Assignment
Write out exactly what each line says, starting with the first line below and ending on the one with "limitation the rights".

Input data
----------------

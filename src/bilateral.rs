// MIT License
//
// Copyright (c) 2015 Yuichi Takeda
//
// Permission is hereby granted, free of charge, to any person obtaining a copy
// of this software and associated documentation files (the "Software"), to deal
// in the Software without restriction, including without limitation the rights
// to use, copy, modify, merge, publish, distribute, sublicense, and/or sell
// copies of the Software, and to permit persons to whom the Software is
// furnished to do so, subject to the following conditions:
//
// The above copyright notice and this permission notice shall be included in all
// copies or substantial portions of the Software.
//
// THE SOFTWARE IS PROVIDED "AS IS", WITHOUT WARRANTY OF ANY KIND, EXPRESS OR
// IMPLIED, INCLUDING BUT NOT LIMITED TO THE WARRANTIES OF MERCHANTABILITY,
// FITNESS FOR A PARTICULAR PURPOSE AND NONINFRINGEMENT. IN NO EVENT SHALL THE
// AUTHORS OR COPYRIGHT HOLDERS BE LIABLE FOR ANY CLAIM, DAMAGES OR OTHER
// LIABILITY, WHETHER IN AN ACTION OF CONTRACT, TORT OR OTHERWISE, ARISING FROM,
// OUT OF OR IN CONNECTION WITH THE SOFTWARE OR THE USE OR OTHER DEALINGS IN THE
// SOFTWARE.

//! Fast bilateral filter (spec §4.10 step 5): a downsampled bilateral grid
//! with trilinear upsampling, after Paris & Durand. Ported from
//! `original_source/src/fast_bilateral.hh`; the grid's (value, count) pairs
//! are box-blurred three times per axis rather than convolved with a true
//! Gaussian, which is the whole point of the "fast" approximation.

use crate::image::GrayF32Image;

const PADDING: usize = 2;

struct Grid {
    width: usize,
    height: usize,
    depth: usize,
    // (weighted value, weight) pair per cell.
    data: Vec<(f64, f64)>,
}

impl Grid {
    fn new(width: usize, height: usize, depth: usize) -> Self {
        Self { width, height, depth, data: vec![(0.0, 0.0); width * height * depth] }
    }

    #[inline]
    fn idx(&self, x: usize, y: usize, z: usize) -> usize {
        (z * self.height + y) * self.width + x
    }

    fn get(&self, x: usize, y: usize, z: usize) -> (f64, f64) {
        self.data[self.idx(x, y, z)]
    }

    fn accumulate(&mut self, x: usize, y: usize, z: usize, value: f64) {
        let i = self.idx(x, y, z);
        self.data[i].0 += value;
        self.data[i].1 += 1.0;
    }

    /// Three-pass box blur along one axis: `(prev + next + 2*curr) / 4`,
    /// repeated three times, approximating a Gaussian per the central limit
    /// theorem without ever materialising a real Gaussian kernel.
    fn blur_axis(&mut self, axis: usize) {
        let (w, h, d) = (self.width, self.height, self.depth);
        for _ in 0..3 {
            let mut next = self.data.clone();
            match axis {
                0 => {
                    for z in 0..d {
                        for y in 0..h {
                            for x in 0..w {
                                let prev = if x == 0 { self.get(x, y, z) } else { self.get(x - 1, y, z) };
                                let nxt = if x + 1 == w { self.get(x, y, z) } else { self.get(x + 1, y, z) };
                                let cur = self.get(x, y, z);
                                let i = self.idx(x, y, z);
                                next[i] = (
                                    (prev.0 + nxt.0 + 2.0 * cur.0) / 4.0,
                                    (prev.1 + nxt.1 + 2.0 * cur.1) / 4.0,
                                );
                            }
                        }
                    }
                }
                1 => {
                    for z in 0..d {
                        for y in 0..h {
                            for x in 0..w {
                                let prev = if y == 0 { self.get(x, y, z) } else { self.get(x, y - 1, z) };
                                let nxt = if y + 1 == h { self.get(x, y, z) } else { self.get(x, y + 1, z) };
                                let cur = self.get(x, y, z);
                                let i = self.idx(x, y, z);
                                next[i] = (
                                    (prev.0 + nxt.0 + 2.0 * cur.0) / 4.0,
                                    (prev.1 + nxt.1 + 2.0 * cur.1) / 4.0,
                                );
                            }
                        }
                    }
                }
                _ => {
                    for z in 0..d {
                        for y in 0..h {
                            for x in 0..w {
                                let prev = if z == 0 { self.get(x, y, z) } else { self.get(x, y, z - 1) };
                                let nxt = if z + 1 == d { self.get(x, y, z) } else { self.get(x, y, z + 1) };
                                let cur = self.get(x, y, z);
                                let i = self.idx(x, y, z);
                                next[i] = (
                                    (prev.0 + nxt.0 + 2.0 * cur.0) / 4.0,
                                    (prev.1 + nxt.1 + 2.0 * cur.1) / 4.0,
                                );
                            }
                        }
                    }
                }
            }
            self.data = next;
        }
    }

    fn trilinear(&self, gx: f64, gy: f64, gz: f64) -> f64 {
        let x0 = gx.floor().max(0.0) as usize;
        let y0 = gy.floor().max(0.0) as usize;
        let z0 = gz.floor().max(0.0) as usize;
        let x1 = (x0 + 1).min(self.width - 1);
        let y1 = (y0 + 1).min(self.height - 1);
        let z1 = (z0 + 1).min(self.depth - 1);
        let x0 = x0.min(self.width - 1);
        let y0 = y0.min(self.height - 1);
        let z0 = z0.min(self.depth - 1);

        let fx = (gx - x0 as f64).clamp(0.0, 1.0);
        let fy = (gy - y0 as f64).clamp(0.0, 1.0);
        let fz = (gz - z0 as f64).clamp(0.0, 1.0);

        let mut acc_val = 0.0;
        let mut acc_w = 0.0;
        for (xi, wx) in [(x0, 1.0 - fx), (x1, fx)] {
            for (yi, wy) in [(y0, 1.0 - fy), (y1, fy)] {
                for (zi, wz) in [(z0, 1.0 - fz), (z1, fz)] {
                    let w = wx * wy * wz;
                    let (val, weight) = self.get(xi, yi, zi);
                    acc_val += w * val;
                    acc_w += w * weight;
                }
            }
        }
        if acc_w > 1e-8 {
            acc_val / acc_w
        } else {
            0.0
        }
    }
}

/// Bilaterally smooths `input` using `sigma_space` (grid cell size in pixels)
/// and `sigma_color` (grid cell size in the value domain). Zero-valued
/// pixels are treated as "not present" and excluded from both the grid
/// accumulation and the output (matching the depth-inpaint cascade's use,
/// where zero means "still unknown").
pub fn bilateral_filter(input: &GrayF32Image, sigma_space: f32, sigma_color: f32) -> GrayF32Image {
    let sigma_space = sigma_space.max(1.0) as f64;
    let sigma_color = sigma_color.max(1.0) as f64;
    let w = input.width as usize;
    let h = input.height as usize;

    let mut min_v = f64::INFINITY;
    let mut max_v = f64::NEG_INFINITY;
    for &v in &input.data {
        if v != 0.0 {
            min_v = min_v.min(v as f64);
            max_v = max_v.max(v as f64);
        }
    }
    if !min_v.is_finite() {
        return input.clone();
    }

    let grid_w = (w as f64 / sigma_space) as usize + 1 + 2 * PADDING;
    let grid_h = (h as f64 / sigma_space) as usize + 1 + 2 * PADDING;
    let grid_d = ((max_v - min_v) / sigma_color) as usize + 1 + 2 * PADDING;
    let mut grid = Grid::new(grid_w, grid_h, grid_d);

    for y in 0..h {
        for x in 0..w {
            let v = *input.at(x as u32, y as u32);
            if v == 0.0 {
                continue;
            }
            let gx = (x as f64 / sigma_space).round() as usize + PADDING;
            let gy = (y as f64 / sigma_space).round() as usize + PADDING;
            let gz = ((v as f64 - min_v) / sigma_color).round() as usize + PADDING;
            grid.accumulate(gx, gy, gz, v as f64);
        }
    }

    grid.blur_axis(0);
    grid.blur_axis(1);
    grid.blur_axis(2);

    let mut out = input.clone();
    for y in 0..h {
        for x in 0..w {
            let v = *input.at(x as u32, y as u32);
            if v == 0.0 {
                continue;
            }
            let gx = x as f64 / sigma_space + PADDING as f64;
            let gy = y as f64 / sigma_space + PADDING as f64;
            let gz = (v as f64 - min_v) / sigma_color + PADDING as f64;
            *out.at_mut(x as u32, y as u32) = grid.trilinear(gx, gy, gz) as f32;
        }
    }
    out
}

#[cfg(test)]
mod tests {
    use super::*;
    use crate::geometry::Rect;
    use crate::image::Image;

    fn image(w: u32, h: u32, data: Vec<f32>) -> GrayF32Image {
        Image { width: w, height: h, data, valid_area: Rect::from_size(w, h), orig_size: (w, h), index: 0 }
    }

    #[test]
    fn constant_image_is_unchanged() {
        let img = image(8, 8, vec![100.0; 64]);
        let out = bilateral_filter(&img, 4.0, 16.0);
        for &v in &out.data {
            assert!((v - 100.0).abs() < 1.0);
        }
    }

    #[test]
    fn all_zero_image_passes_through() {
        let img = image(4, 4, vec![0.0; 16]);
        let out = bilateral_filter(&img, 4.0, 16.0);
        assert!(out.data.iter().all(|&v| v == 0.0));
    }

    #[test]
    fn smooths_a_single_outlier_toward_its_neighbours() {
        let mut data = vec![50.0f32; 25];
        data[12] = 250.0;
        let img = image(5, 5, data);
        let out = bilateral_filter(&img, 2.0, 200.0);
        assert!(*out.at(2, 2) < 250.0);
    }
}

----------------

Solution to this problem
filename src/bilateral.rs
// MIT License
//
// Copyright (c) 2015 Yuichi Takeda
//
// Permission is hereby granted, free of charge, to any person obtaining a copy
// of this software and associated documentation files (the "Software"), to deal
// in the Software without restriction, including without limitation the rights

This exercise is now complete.